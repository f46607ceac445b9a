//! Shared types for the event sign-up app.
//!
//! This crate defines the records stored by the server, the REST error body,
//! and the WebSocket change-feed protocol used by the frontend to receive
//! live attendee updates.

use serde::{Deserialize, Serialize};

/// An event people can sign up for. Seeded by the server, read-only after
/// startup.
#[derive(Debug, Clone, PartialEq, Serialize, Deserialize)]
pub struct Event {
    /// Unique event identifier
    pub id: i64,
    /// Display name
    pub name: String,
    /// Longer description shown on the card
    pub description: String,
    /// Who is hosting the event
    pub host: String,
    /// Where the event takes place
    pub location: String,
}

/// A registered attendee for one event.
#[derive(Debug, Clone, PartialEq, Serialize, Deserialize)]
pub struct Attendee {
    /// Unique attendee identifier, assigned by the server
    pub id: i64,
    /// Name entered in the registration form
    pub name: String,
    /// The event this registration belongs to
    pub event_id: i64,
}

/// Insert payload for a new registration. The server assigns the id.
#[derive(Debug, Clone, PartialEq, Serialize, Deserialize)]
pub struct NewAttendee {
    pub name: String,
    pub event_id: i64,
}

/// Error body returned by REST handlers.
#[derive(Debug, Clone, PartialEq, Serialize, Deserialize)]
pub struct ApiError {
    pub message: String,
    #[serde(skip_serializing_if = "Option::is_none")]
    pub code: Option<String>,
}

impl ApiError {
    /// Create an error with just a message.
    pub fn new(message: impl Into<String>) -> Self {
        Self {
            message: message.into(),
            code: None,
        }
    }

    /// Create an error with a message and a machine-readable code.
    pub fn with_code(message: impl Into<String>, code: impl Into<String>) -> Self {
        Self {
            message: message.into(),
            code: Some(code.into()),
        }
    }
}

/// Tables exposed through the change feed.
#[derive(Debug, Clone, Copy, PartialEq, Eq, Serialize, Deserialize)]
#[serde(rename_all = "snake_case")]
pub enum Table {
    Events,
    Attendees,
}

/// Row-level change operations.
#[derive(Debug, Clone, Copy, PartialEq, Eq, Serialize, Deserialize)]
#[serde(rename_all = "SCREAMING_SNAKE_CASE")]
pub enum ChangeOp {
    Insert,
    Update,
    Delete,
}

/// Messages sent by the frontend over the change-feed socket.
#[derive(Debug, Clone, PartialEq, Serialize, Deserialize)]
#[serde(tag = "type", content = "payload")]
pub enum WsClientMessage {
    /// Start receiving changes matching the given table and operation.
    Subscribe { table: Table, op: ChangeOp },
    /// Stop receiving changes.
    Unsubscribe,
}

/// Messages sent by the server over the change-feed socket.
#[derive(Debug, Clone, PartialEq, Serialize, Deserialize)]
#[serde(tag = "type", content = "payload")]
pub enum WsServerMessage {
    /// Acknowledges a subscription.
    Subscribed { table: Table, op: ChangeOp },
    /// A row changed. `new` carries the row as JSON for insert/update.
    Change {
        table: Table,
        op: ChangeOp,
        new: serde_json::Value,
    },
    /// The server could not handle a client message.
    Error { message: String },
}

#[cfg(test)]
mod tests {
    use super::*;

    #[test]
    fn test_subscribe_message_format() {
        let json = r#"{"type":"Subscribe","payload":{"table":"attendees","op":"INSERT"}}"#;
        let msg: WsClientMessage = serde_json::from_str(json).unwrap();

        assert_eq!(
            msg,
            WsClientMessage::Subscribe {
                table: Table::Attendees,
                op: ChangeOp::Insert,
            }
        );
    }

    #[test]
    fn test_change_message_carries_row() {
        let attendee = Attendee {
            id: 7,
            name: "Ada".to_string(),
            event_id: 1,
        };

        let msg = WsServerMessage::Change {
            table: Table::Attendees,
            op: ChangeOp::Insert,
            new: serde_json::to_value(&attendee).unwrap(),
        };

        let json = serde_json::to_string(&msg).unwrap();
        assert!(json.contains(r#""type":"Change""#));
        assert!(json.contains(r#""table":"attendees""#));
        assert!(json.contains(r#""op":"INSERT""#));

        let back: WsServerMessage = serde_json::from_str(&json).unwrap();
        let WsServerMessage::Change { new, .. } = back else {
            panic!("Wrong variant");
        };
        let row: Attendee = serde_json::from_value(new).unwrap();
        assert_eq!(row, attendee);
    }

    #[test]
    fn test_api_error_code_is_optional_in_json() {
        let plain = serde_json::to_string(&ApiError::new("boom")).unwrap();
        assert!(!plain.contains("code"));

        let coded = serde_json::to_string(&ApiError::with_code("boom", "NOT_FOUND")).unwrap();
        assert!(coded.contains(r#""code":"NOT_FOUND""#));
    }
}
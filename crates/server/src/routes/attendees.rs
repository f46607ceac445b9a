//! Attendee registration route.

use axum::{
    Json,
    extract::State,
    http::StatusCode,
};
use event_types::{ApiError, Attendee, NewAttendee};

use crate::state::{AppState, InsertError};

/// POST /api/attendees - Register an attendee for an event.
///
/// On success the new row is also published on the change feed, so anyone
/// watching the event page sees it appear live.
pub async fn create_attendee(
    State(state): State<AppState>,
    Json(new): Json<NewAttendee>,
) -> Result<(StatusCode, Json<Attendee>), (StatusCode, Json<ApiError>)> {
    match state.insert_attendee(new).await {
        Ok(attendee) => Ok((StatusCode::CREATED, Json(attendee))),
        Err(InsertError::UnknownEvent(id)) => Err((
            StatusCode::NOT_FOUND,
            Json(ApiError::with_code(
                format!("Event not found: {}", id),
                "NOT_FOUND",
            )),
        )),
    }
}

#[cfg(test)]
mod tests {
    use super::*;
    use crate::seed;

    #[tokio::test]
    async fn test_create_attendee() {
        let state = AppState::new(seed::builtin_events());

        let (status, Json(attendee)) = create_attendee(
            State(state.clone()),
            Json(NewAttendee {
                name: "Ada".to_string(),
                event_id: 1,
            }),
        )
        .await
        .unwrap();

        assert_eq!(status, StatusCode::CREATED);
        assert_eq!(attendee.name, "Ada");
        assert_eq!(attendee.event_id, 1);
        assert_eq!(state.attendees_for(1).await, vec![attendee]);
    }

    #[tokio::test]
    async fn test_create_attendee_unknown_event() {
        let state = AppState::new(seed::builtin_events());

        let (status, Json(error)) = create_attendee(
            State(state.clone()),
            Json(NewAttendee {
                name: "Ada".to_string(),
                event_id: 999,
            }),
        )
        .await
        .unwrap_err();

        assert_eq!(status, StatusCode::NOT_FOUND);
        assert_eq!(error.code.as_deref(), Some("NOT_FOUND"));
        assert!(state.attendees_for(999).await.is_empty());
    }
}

★ ★ ★ ★

YOUR ASSIGNMENT ::
Reproduce the listing above in its entirety, unchanged.

WRITTEN SOLUTION ::
repository f46607ceac445b9a
//! Shared types for the event sign-up app.
//!
//! This crate defines the records stored by the server, the REST error body,
//! and the WebSocket change-feed protocol used by the frontend to receive
//! live attendee updates.

use serde::{Deserialize, Serialize};

/// An event people can sign up for. Seeded by the server, read-only after
/// startup.
#[derive(Debug, Clone, PartialEq, Serialize, Deserialize)]
pub struct Event {
    /// Unique event identifier
    pub id: i64,
    /// Display name
    pub name: String,
    /// Longer description shown on the card
    pub description: String,
    /// Who is hosting the event
    pub host: String,
    /// Where the event takes place
    pub location: String,
}

/// A registered attendee for one event.
#[derive(Debug, Clone, PartialEq, Serialize, Deserialize)]
pub struct Attendee {
    /// Unique attendee identifier, assigned by the server
    pub id: i64,
    /// Name entered in the registration form
    pub name: String,
    /// The event this registration belongs to
    pub event_id: i64,
}

/// Insert payload for a new registration. The server assigns the id.
#[derive(Debug, Clone, PartialEq, Serialize, Deserialize)]
pub struct NewAttendee {
    pub name: String,
    pub event_id: i64,
}

/// Error body returned by REST handlers.
#[derive(Debug, Clone, PartialEq, Serialize, Deserialize)]
pub struct ApiError {
    pub message: String,
    #[serde(skip_serializing_if = "Option::is_none")]
    pub code: Option<String>,
}

impl ApiError {
    /// Create an error with just a message.
    pub fn new(message: impl Into<String>) -> Self {
        Self {
            message: message.into(),
            code: None,
        }
    }

    /// Create an error with a message and a machine-readable code.
    pub fn with_code(message: impl Into<String>, code: impl Into<String>) -> Self {
        Self {
            message: message.into(),
            code: Some(code.into()),
        }
    }
}

/// Tables exposed through the change feed.
#[derive(Debug, Clone, Copy, PartialEq, Eq, Serialize, Deserialize)]
#[serde(rename_all = "snake_case")]
pub enum Table {
    Events,
    Attendees,
}

/// Row-level change operations.
#[derive(Debug, Clone, Copy, PartialEq, Eq, Serialize, Deserialize)]
#[serde(rename_all = "SCREAMING_SNAKE_CASE")]
pub enum ChangeOp {
    Insert,
    Update,
    Delete,
}

/// Messages sent by the frontend over the change-feed socket.
#[derive(Debug, Clone, PartialEq, Serialize, Deserialize)]
#[serde(tag = "type", content = "payload")]
pub enum WsClientMessage {
    /// Start receiving changes matching the given table and operation.
    Subscribe { table: Table, op: ChangeOp },
    /// Stop receiving changes.
    Unsubscribe,
}

/// Messages sent by the server over the change-feed socket.
#[derive(Debug, Clone, PartialEq, Serialize, Deserialize)]
#[serde(tag = "type", content = "payload")]
pub enum WsServerMessage {
    /// Acknowledges a subscription.
    Subscribed { table: Table, op: ChangeOp },
    /// A row changed. `new` carries the row as JSON for insert/update.
    Change {
        table: Table,
        op: ChangeOp,
        new: serde_json::Value,
    },
    /// The server could not handle a client message.
    Error { message: String },
}

#[cfg(test)]
mod tests {
    use super::*;

    #[test]
    fn test_subscribe_message_format() {
        let json = r#"{"type":"Subscribe","payload":{"table":"attendees","op":"INSERT"}}"#;
        let msg: WsClientMessage = serde_json::from_str(json).unwrap();

        assert_eq!(
            msg,
            WsClientMessage::Subscribe {
                table: Table::Attendees,
                op: ChangeOp::Insert,
            }
        );
    }

    #[test]
    fn test_change_message_carries_row() {
        let attendee = Attendee {
            id: 7,
            name: "Ada".to_string(),
            event_id: 1,
        };

        let msg = WsServerMessage::Change {
            table: Table::Attendees,
            op: ChangeOp::Insert,
            new: serde_json::to_value(&attendee).unwrap(),
        };

        let json = serde_json::to_string(&msg).unwrap();
        assert!(json.contains(r#""type":"Change""#));
        assert!(json.contains(r#""table":"attendees""#));
        assert!(json.contains(r#""op":"INSERT""#));

        let back: WsServerMessage = serde_json::from_str(&json).unwrap();
        let WsServerMessage::Change { new, .. } = back else {
            panic!("Wrong variant");
        };
        let row: Attendee = serde_json::from_value(new).unwrap();
        assert_eq!(row, attendee);
    }

    #[test]
    fn test_api_error_code_is_optional_in_json() {
        let plain = serde_json::to_string(&ApiError::new("boom")).unwrap();
        assert!(!plain.contains("code"));

        let coded = serde_json::to_string(&ApiError::with_code("boom", "NOT_FOUND")).unwrap();
        assert!(coded.contains(r#""code":"NOT_FOUND""#));
    }
}
filename crates/server/src/routes/attendees.rs
repository f46607ceac445b9a
//! Attendee registration route.

use axum::{
    Json,
    extract::State,
    http::StatusCode,
};
use event_types::{ApiError, Attendee, NewAttendee};

use crate::state::{AppState, InsertError};

/// POST /api/attendees - Register an attendee for an event.
///
/// On success the new row is also published on the change feed, so anyone
/// watching the event page sees it appear live.
pub async fn create_attendee(
    State(state): State<AppState>,
    Json(new): Json<NewAttendee>,
) -> Result<(StatusCode, Json<Attendee>), (StatusCode, Json<ApiError>)> {
    match state.insert_attendee(new).await {
        Ok(attendee) => Ok((StatusCode::CREATED, Json(attendee))),
        Err(InsertError::UnknownEvent(id)) => Err((
            StatusCode::NOT_FOUND,
            Json(ApiError::with_code(
                format!("Event not found: {}", id),
                "NOT_FOUND",
            )),
        )),
    }
}

#[cfg(test)]
mod tests {
    use super::*;
    use crate::seed;

    #[tokio::test]
    async fn test_create_attendee() {
        let state = AppState::new(seed::builtin_events());

        let (status, Json(attendee)) = create_attendee(
            State(state.clone()),
            Json(NewAttendee {
                name: "Ada".to_string(),
                event_id: 1,
            }),
        )
        .await
        .unwrap();

        assert_eq!(status, StatusCode::CREATED);
        assert_eq!(attendee.name, "Ada");
        assert_eq!(attendee.event_id, 1);
        assert_eq!(state.attendees_for(1).await, vec![attendee]);
    }

    #[tokio::test]
    async fn test_create_attendee_unknown_event() {
        let state = AppState::new(seed::builtin_events());

        let (status, Json(error)) = create_attendee(
            State(state.clone()),
            Json(NewAttendee {
                name: "Ada".to_string(),
                event_id: 999,
            }),
        )
        .await
        .unwrap_err();

        assert_eq!(status, StatusCode::NOT_FOUND);
        assert_eq!(error.code.as_deref(), Some("NOT_FOUND"));
        assert!(state.attendees_for(999).await.is_empty());
    }
}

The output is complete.